Ketika melihat mengenakan pakain safar ia
berkata dengan berat hati, "Kak, jangan kau tinggal kami
lama-lama...segeralah pulang...!!"
Paman...Jika kamu bertemu
denganya maka hiburlah hatinya dengan kata-kata yang manis. Katakan
kepadanya bahwa kakakmu mengatakan, "ALLAHlah yang akan menggantikanku
mengurusmu".
Abu Qudamah melanjutkan, "Kemudian pemuda itu
berusaha menguatkan dirinya, namun napasnya mulai sesak dan bicaranya
tak jelas. Ia berusaha menguatkan dirinya untuk kedua kalinya dan
berkata "Paman...demi ALLAH...mimpi itu benar...mimpi itu sekarang
menjadi kenyataan. Demi ALLAH, saat ini aku benar-benar sedang melihat
al-Mardhiyyah dan mencium bau wanginya."
Lalu pemuda itu mulai sekarat, dahinya berkeringat, napasnya tersengal-sengal dan kemudian wafat di pangkuanku."
Abu Qudamah berkata,"Maka kulepaslah pakaianya yang berlumuran darah,
lalu kuletakkan dalam sebuah kantong, kemudian ku kebumikan dia. Usai
mengebumikannya, keinginan terbesarku ialah segera kembali ke Raqqah
dan menyampaikan pesannya kepada ibunya.
Maka akupun kembali
ke Raqqah. Aku tak tahu siapa nama ibunya dan di mana rumah mereka.

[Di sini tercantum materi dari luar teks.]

//! SlowPoke CLI - operator control surface for a running daemon

use anyhow::{Context, Result};
use clap::{Parser, Subcommand};
use colored::Colorize;
use serde::{Deserialize, Serialize};
use serde_json::json;
use tabled::{Table, Tabled};

const DEFAULT_RPC_URL: &str = "http://127.0.0.1:9531";

#[derive(Parser)]
#[command(name = "slowpoke-ctl")]
#[command(about = "Inspect and tune a running SlowPoke daemon", long_about = None)]
#[command(version)]
struct Cli {
    #[command(subcommand)]
    command: Commands,

    /// RPC server URL
    #[arg(long, env = "SLOWPOKE_RPC_URL", default_value = DEFAULT_RPC_URL)]
    rpc_url: String,
}

#[derive(Subcommand)]
enum Commands {
    /// Show the current service time
    Get,

    /// Change the service time (simulated seconds per item)
    Set {
        /// New value, must be >= 0
        #[arg(allow_negative_numbers = true)]
        seconds: i64,
    },

    /// Show queue and worker status
    Status,

    /// Submit simulated work items
    Submit {
        /// Number of items
        #[arg(short = 'n', long, default_value = "1")]
        count: usize,

        /// Wait up to this many milliseconds per item instead of failing fast
        #[arg(long)]
        wait_ms: Option<u64>,
    },
}

#[derive(Serialize)]
struct JsonRpcRequest {
    jsonrpc: String,
    method: String,
    params: serde_json::Value,
    id: u64,
}

#[derive(Deserialize)]
struct JsonRpcResponse {
    #[allow(dead_code)]
    jsonrpc: String,
    #[allow(dead_code)]
    id: u64,
    result: Option<serde_json::Value>,
    error: Option<JsonRpcError>,
}

#[derive(Deserialize)]
struct JsonRpcError {
    code: i32,
    message: String,
}

#[derive(Deserialize)]
struct SettingResult {
    service_seconds: i64,
}

#[derive(Deserialize)]
struct SetSettingResult {
    previous: i64,
    service_seconds: i64,
}

#[derive(Deserialize, Tabled)]
struct SubmitResult {
    accepted: usize,
    rejected: usize,
}

#[derive(Deserialize)]
struct StatsResult {
    queue_size: usize,
    queue_capacity: usize,
    configured_workers: usize,
    live_workers: usize,
    accepted: u64,
    rejected: u64,
    timed_out: u64,
    completed: u64,
    failed: u64,
    worker_deaths: u64,
    service_seconds: i64,
    shutting_down: bool,
    degraded: bool,
    uptime_seconds: u64,
}

#[derive(Tabled)]
struct StatRow {
    metric: &'static str,
    value: String,
}

async fn call_rpc(url: &str, method: &str, params: serde_json::Value) -> Result<serde_json::Value> {
    let request = JsonRpcRequest {
        jsonrpc: "2.0".to_string(),
        method: method.to_string(),
        params,
        id: 1,
    };

    let client = reqwest::Client::new();
    let response: JsonRpcResponse = client
        .post(url)
        .json(&request)
        .send()
        .await
        .context("Failed to connect to daemon")?
        .json()
        .await
        .context("Failed to parse response")?;

    if let Some(error) = response.error {
        anyhow::bail!("RPC error ({}): {}", error.code, error.message);
    }

    response
        .result
        .ok_or_else(|| anyhow::anyhow!("No result in response"))
}

#[tokio::main]
async fn main() -> Result<()> {
    let cli = Cli::parse();

    match cli.command {
        Commands::Get => {
            let result = call_rpc(&cli.rpc_url, "settings.get.v1", json!({})).await?;
            let setting: SettingResult = serde_json::from_value(result)?;
            println!("service time: {}s", setting.service_seconds.to_string().bold());
        }
        Commands::Set { seconds } => {
            let result = call_rpc(
                &cli.rpc_url,
                "settings.set.v1",
                json!({ "service_seconds": seconds }),
            )
            .await?;
            let changed: SetSettingResult = serde_json::from_value(result)?;
            println!(
                "{} service time {}s -> {}s",
                "✓".green(),
                changed.previous,
                changed.service_seconds.to_string().bold()
            );
        }
        Commands::Status => {
            let result = call_rpc(&cli.rpc_url, "admin.stats.v1", json!({})).await?;
            let stats: StatsResult = serde_json::from_value(result)?;
            print_status(&stats);
        }
        Commands::Submit { count, wait_ms } => {
            let result = call_rpc(
                &cli.rpc_url,
                "work.submit.v1",
                json!({ "count": count, "wait_ms": wait_ms }),
            )
            .await?;
            let submitted: SubmitResult = serde_json::from_value(result)?;
            if submitted.rejected > 0 {
                println!("{} queue pushed back", "!".yellow());
            }
            println!("{}", Table::new(vec![submitted]));
        }
    }

    Ok(())
}

fn print_status(stats: &StatsResult) {
    let health = if stats.shutting_down {
        "shutting down".yellow()
    } else if stats.degraded {
        "degraded".red()
    } else {
        "healthy".green()
    };
    println!("pool: {}", health);

    let rows = vec![
        StatRow {
            metric: "queue",
            value: format!("{}/{}", stats.queue_size, stats.queue_capacity),
        },
        StatRow {
            metric: "workers",
            value: format!("{}/{}", stats.live_workers, stats.configured_workers),
        },
        StatRow {
            metric: "service time",
            value: format!("{}s", stats.service_seconds),
        },
        StatRow {
            metric: "accepted",
            value: stats.accepted.to_string(),
        },
        StatRow {
            metric: "rejected",
            value: stats.rejected.to_string(),
        },
        StatRow {
            metric: "timed out",
            value: stats.timed_out.to_string(),
        },
        StatRow {
            metric: "completed",
            value: stats.completed.to_string(),
        },
        StatRow {
            metric: "failed",
            value: stats.failed.to_string(),
        },
        StatRow {
            metric: "worker deaths",
            value: stats.worker_deaths.to_string(),
        },
        StatRow {
            metric: "uptime",
            value: format!("{}s", stats.uptime_seconds),
        },
    ];
    println!("{}", Table::new(rows));
}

Tatkala aku menyusuri jalan-jalan di Raqqah, tampak olehku sebuah
rumah. Didepan rumah itu ada gadis kecil berumur sembilan tahun yang
berdiri menunggu kedatangan seseorang. ia melihat-lihat setiap orang
yang berlalu didepanya. Tiap kali melihat orang yang baru datang dari
bepergian ia bertanya,
"Paman...anda datang dari mana?"
"Aku datang dari jihad..." kata lelaki itu
"Kalau begitu kakakku ada bersamamu...?" tanyanya
"Aku tak kenal, siapa kakakmu.." kata lelaki itu sambil berlalu.
Lalu lewatlah orang kedua, dan tanyanya
"Akhi...anda datang darimana?"
"Aku datang dari jihad," jawabnya.
"Kakakku ada bersamamu?", tanya gadis itu.

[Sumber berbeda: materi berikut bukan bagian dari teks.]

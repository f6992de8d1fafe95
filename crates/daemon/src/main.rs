//! SlowPoke - Main Entry Point
//! Bounded work queue + worker pool with a service time tunable at runtime

mod config;

use anyhow::{Context, Result};
use config::DaemonConfig;
use slowpoke_api_rpc::RpcServer;
use slowpoke_core::application::worker::constants::SHUTDOWN_GRACE_PERIOD;
use slowpoke_core::application::{LoadGenerator, WorkerPool};
use slowpoke_core::domain::ServiceTimeSetting;
use std::sync::Arc;
use tracing::{info, warn};
use tracing_subscriber::{fmt, layer::SubscriberExt, util::SubscriberInitExt, EnvFilter};

const VERSION: &str = env!("CARGO_PKG_VERSION");

#[tokio::main]
async fn main() -> Result<()> {
    // 1. Initialize logging
    init_logging()?;
    info!("SlowPoke v{} starting...", VERSION);

    // 2. Load configuration
    let config = DaemonConfig::from_env().context("Failed to load configuration")?;
    info!(
        workers = config.pool.workers,
        capacity = config.pool.queue_capacity,
        service_seconds = config.service_seconds,
        shutdown_policy = %config.pool.shutdown_policy,
        restart_policy = %config.pool.restart_policy,
        "Configuration loaded"
    );

    // 3. Shared service time + worker pool
    let setting = Arc::new(
        ServiceTimeSetting::new(config.service_seconds)
            .context("Invalid SLOWPOKE_SERVICE_SECONDS")?,
    );
    let pool = Arc::new(
        WorkerPool::with_defaults(config.pool.clone(), setting.clone())
            .context("Failed to start worker pool")?,
    );

    // 4. Start JSON-RPC control surface
    let (rpc_addr, rpc_handle) = RpcServer::new(config.rpc.clone(), pool.clone())
        .start()
        .await
        .map_err(|e| anyhow::anyhow!("RPC server start failed: {}", e))?;

    // 5. Background observers
    let mut changes = setting.subscribe();
    tokio::spawn(async move {
        while changes.changed().await.is_ok() {
            let service_seconds = *changes.borrow_and_update();
            info!(service_seconds, "Workers will use new service time from the next item");
        }
    });

    if !config.stats_interval.is_zero() {
        let pool = pool.clone();
        let every = config.stats_interval;
        tokio::spawn(async move {
            let mut ticks = tokio::time::interval(every);
            ticks.tick().await;
            loop {
                ticks.tick().await;
                let stats = pool.stats();
                if stats.shutting_down {
                    break;
                }
                if pool.is_degraded() {
                    warn!(
                        live_workers = stats.live_workers,
                        configured_workers = stats.configured_workers,
                        "Worker pool running below configured concurrency"
                    );
                }
                info!(
                    queue_size = stats.queue_size,
                    capacity = stats.queue_capacity,
                    live_workers = stats.live_workers,
                    completed = stats.completed,
                    failed = stats.failed,
                    rejected = stats.rejected,
                    service_seconds = stats.service_seconds,
                    "Pool stats"
                );
            }
        });
    }

    // 6. Optional load generator
    let (load_tx, load_token) = slowpoke_core::application::shutdown_channel();
    let load_handle = if config.load_rate > 0 {
        let generator = LoadGenerator::new(pool.queue().clone(), config.load_rate)
            .context("Invalid SLOWPOKE_LOAD_RATE")?;
        Some(tokio::spawn(generator.run(load_token)))
    } else {
        None
    };

    info!(rpc = %rpc_addr, "System ready. Press Ctrl+C to shutdown");

    // 7. Wait for shutdown signal
    tokio::signal::ctrl_c().await?;
    info!("Shutdown signal received. Exiting gracefully...");

    // 8. Graceful shutdown: producers first, then the pool
    load_tx.shutdown(config.pool.shutdown_policy);
    if let Some(handle) = load_handle {
        let summary = handle.await.context("Load generator task failed")?;
        info!(?summary, "Load generator finished");
    }

    match tokio::time::timeout(SHUTDOWN_GRACE_PERIOD, pool.stop()).await {
        Ok(report) => {
            let report = report.context("Worker pool shutdown failed")?;
            info!(?report, "Worker pool drained");
        }
        Err(_) => warn!(
            grace_period = ?SHUTDOWN_GRACE_PERIOD,
            "Workers did not finish in time; exiting anyway"
        ),
    }

    rpc_handle
        .stop()
        .map_err(|e| anyhow::anyhow!("RPC server stop failed: {}", e))?;

    info!("Shutdown complete.");
    Ok(())
}

fn init_logging() -> Result<()> {
    let log_format = std::env::var("SLOWPOKE_LOG_FORMAT").unwrap_or_else(|_| "pretty".to_string());

    let env_filter = EnvFilter::try_from_default_env()
        .or_else(|_| EnvFilter::try_new("slowpoke=info"))
        .context("Failed to create env filter")?;

    match log_format.as_str() {
        "json" => {
            // Production: JSON structured logging
            tracing_subscriber::registry()
                .with(env_filter)
                .with(fmt::layer().json())
                .init();
        }
        _ => {
            // Development: Pretty formatting with colors
            tracing_subscriber::registry()
                .with(env_filter)
                .with(fmt::layer().pretty())
                .init();
        }
    }
    Ok(())
}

"Aku tak kenal, siapa kakakmu." jawabnya sambil berlalu.
Lalu lewatlah orang ketiga, keempat, kelima dan demikian seterusnya.
Lalu setelah putus asa menanyakan saudaranya, gadis itu menangis
sambil tertunduk dan berkata,"Mengapa mereka semua kembali dan kakakku
tak kunjung kembali?"
Melihat ia seperti itu, akupun datang
menghampirinya. Ketika ia melihat bekas-bekas safar padaku dan kantong
yang kubawa, ia bertanya,
"Paman...anda datang darimana?"
"Aku datang dari jihad," jawabku.
"Kalau begitu kakakku ada bersamamu?".
"Ibumu dimana?"tanyaku
"Ibu ada dalam rumah," jawabnya,
"sampaikan kepadanya agar ia keluar menemuiku," perintahku kepadanya.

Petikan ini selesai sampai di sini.